Breast cancer is the fourth leading cause of disability and death among all cancer types around the world. Cancer-associated inflammation is a key characteristic of tumor microenvironment which could be responsible for mechanism and pathogenesis of tumor aggregation and progression. In the present study, we sought to evaluate the prognostic value of Systemic Inflammation Response Index (SIRI) and Systemic Immune-Inflammation Index (SII) for a cohort of patients with locally advanced breast cancer receiving neoadjuvant chemotherapy (NACT).

Methods

Patients were included if they had confirmed diagnosis of locally advanced breast cancer by core needle biopsy. All patients underwent NACT prior to complete or partial excisional surgery of the breast tumor. The optimal cut-off values for inflammatory markers (i.e., SII, and SIRI) were evaluated by the receiver operating characteristic curve (ROC) analyses. The independent prognostic value of these indices was assessed by the cox proportional hazards regression model.

Results

A total of 112 patients were included. The median follow-up time was 22 months. According to the ROC curve, the optimal cut-off value for SIRI and SII that predict disease-free survival (DFS) was 0.95 and 582 x 109/L, respectively.
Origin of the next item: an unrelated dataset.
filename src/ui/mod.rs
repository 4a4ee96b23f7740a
pub mod panels;
pub mod plot;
Higher SIRI and SII were associated with lower rate of pathologic complete response (pCR) (p<0.01) and higher rate of recurrence (p<0.01). In univariate analysis, the level of SIRI and SII negatively impacted DFS as follows: not reached vs 16.1 months (HR 14.83, 95%CI 3.26-67.44) and not reached vs 16.5 months (HR 20.08, 95%CI 2.62-53.78), respectively. No such effect was evident on overall survival (OS). HER2 status and platelet-lymphocyte ratio (PLR) were also independently correlated with DFS while none could significantly predict OS.

Conclusions

In this study, we established SIRI and SII as novel and easily accessible prognostic factors for cancer progression and response to therapy. These results can offer potential therapeutic benefit with cut-off values to be standardized further.

Legal entity responsible for the study

The authors.

Funding

Has not received any funding.

Disclosure

All authors have declared no conflicts of interest.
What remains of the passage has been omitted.